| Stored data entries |

-------------------------

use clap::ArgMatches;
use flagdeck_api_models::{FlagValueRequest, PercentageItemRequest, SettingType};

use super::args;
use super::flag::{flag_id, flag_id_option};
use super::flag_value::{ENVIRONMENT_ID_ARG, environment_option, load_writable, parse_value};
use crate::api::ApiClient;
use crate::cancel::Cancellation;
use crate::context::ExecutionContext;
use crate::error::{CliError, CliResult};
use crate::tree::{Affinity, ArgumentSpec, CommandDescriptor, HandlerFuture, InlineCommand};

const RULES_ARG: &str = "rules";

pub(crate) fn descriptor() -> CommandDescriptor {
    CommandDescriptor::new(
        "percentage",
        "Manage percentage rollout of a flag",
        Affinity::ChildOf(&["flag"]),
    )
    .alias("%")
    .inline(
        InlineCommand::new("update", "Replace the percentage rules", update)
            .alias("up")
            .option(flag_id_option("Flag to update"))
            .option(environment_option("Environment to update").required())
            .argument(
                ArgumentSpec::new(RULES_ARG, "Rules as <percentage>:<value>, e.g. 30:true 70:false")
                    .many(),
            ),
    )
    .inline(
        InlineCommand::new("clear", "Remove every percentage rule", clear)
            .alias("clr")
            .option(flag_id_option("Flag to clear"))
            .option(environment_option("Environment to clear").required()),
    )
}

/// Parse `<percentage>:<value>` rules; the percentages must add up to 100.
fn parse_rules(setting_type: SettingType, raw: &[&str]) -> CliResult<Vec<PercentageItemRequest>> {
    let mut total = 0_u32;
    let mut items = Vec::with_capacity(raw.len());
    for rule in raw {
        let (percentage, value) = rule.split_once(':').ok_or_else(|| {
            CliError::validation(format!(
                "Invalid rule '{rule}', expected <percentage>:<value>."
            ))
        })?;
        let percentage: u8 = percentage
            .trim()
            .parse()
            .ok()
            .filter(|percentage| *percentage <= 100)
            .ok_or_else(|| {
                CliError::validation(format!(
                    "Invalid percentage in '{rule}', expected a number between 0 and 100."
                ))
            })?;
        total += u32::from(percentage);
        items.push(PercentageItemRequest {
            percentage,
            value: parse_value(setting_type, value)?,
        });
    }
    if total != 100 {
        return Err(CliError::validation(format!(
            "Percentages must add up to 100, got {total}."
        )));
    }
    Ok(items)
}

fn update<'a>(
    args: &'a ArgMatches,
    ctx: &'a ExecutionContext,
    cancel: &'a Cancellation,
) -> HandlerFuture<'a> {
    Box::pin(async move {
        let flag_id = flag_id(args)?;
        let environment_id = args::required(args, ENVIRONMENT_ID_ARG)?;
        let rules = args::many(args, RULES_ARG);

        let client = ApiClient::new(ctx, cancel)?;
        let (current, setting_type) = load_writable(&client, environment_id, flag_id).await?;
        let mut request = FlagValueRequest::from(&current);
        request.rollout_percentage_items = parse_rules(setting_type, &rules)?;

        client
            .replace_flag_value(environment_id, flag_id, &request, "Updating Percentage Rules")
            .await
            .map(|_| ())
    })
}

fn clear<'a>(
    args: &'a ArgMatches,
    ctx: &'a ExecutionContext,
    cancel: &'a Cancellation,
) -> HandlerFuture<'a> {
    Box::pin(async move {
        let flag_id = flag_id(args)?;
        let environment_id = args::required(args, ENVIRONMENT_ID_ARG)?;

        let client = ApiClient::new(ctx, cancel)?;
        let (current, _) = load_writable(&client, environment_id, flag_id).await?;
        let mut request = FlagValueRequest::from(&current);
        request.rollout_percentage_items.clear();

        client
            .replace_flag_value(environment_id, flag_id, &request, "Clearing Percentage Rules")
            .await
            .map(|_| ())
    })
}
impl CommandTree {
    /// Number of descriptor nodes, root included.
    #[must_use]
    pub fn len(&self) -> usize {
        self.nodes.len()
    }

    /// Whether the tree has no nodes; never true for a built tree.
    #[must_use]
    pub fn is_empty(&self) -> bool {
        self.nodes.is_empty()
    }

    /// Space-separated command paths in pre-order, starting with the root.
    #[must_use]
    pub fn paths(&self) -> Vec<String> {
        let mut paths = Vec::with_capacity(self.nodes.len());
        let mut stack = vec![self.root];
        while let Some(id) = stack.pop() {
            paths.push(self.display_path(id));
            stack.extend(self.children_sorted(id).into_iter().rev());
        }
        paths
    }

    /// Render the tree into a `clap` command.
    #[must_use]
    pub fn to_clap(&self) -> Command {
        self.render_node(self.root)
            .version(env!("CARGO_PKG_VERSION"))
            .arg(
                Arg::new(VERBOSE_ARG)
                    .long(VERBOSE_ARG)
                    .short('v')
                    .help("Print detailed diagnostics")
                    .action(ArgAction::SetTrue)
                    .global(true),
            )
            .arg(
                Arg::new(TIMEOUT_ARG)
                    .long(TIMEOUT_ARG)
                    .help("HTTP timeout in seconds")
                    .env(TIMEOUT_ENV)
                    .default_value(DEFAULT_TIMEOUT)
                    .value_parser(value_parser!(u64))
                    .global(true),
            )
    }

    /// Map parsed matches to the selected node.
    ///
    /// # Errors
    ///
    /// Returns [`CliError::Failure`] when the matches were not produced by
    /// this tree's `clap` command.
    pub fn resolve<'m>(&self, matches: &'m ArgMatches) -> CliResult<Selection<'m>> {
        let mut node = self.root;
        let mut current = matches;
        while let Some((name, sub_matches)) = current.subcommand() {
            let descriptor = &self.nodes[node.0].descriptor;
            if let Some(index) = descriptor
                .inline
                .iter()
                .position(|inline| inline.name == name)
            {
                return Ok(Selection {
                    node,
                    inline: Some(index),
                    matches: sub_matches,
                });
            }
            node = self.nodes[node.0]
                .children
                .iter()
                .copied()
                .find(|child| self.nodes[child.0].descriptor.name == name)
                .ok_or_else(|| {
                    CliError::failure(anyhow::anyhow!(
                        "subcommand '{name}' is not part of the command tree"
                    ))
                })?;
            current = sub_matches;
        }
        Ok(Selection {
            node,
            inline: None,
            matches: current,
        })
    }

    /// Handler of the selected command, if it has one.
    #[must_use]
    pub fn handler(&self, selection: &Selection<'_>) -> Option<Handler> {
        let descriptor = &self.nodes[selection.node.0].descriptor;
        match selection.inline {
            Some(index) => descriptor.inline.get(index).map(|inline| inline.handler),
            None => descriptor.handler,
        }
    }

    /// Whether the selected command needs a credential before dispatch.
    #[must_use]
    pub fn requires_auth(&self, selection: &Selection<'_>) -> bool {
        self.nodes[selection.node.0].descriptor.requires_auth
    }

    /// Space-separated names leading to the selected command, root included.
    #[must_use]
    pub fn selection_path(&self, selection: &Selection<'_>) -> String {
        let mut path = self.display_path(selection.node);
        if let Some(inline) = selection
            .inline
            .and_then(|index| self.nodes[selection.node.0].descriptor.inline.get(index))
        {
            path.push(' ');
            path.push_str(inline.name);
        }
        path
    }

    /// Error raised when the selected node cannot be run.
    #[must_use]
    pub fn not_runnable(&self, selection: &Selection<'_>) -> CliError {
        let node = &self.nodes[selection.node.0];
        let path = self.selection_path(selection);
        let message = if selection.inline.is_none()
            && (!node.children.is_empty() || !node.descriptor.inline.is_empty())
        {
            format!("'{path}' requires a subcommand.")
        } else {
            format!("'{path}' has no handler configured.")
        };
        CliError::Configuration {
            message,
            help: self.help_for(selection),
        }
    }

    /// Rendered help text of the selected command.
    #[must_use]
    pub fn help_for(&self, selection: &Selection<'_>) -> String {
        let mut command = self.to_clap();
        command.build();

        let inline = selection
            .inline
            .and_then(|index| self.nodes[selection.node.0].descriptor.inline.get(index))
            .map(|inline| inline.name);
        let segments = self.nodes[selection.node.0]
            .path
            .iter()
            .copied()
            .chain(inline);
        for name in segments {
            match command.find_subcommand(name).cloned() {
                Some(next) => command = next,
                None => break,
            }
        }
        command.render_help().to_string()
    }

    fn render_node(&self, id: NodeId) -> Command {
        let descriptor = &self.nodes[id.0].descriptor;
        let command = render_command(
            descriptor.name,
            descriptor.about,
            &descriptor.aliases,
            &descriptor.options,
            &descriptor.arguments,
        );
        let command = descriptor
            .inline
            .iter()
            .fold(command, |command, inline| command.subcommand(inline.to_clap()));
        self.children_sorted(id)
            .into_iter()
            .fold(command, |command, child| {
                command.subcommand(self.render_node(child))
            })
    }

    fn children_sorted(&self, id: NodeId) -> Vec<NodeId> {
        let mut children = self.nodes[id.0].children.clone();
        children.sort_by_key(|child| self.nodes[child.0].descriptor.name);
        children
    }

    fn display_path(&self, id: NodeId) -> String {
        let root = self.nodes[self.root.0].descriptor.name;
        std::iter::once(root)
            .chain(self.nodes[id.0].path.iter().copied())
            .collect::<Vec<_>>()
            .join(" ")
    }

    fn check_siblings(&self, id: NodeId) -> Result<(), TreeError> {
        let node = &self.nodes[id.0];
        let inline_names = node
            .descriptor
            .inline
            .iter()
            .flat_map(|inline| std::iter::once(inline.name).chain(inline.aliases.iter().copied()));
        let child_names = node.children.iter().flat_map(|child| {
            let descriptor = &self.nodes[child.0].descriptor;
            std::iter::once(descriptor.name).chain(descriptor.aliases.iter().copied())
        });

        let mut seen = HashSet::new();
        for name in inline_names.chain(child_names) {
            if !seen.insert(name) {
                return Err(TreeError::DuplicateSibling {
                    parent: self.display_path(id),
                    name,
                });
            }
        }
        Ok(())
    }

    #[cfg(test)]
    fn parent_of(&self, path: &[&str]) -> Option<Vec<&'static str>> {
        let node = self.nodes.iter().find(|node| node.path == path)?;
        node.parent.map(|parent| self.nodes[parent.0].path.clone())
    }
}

-------------------------

| WHAT IS BEING ASKED |
Show all lines in the records above that hold "update".

| COMPLETED EXERCISE |
        InlineCommand::new("update", "Replace the percentage rules", update)
            .option(flag_id_option("Flag to update"))
            .option(environment_option("Environment to update").required())
fn update<'a>(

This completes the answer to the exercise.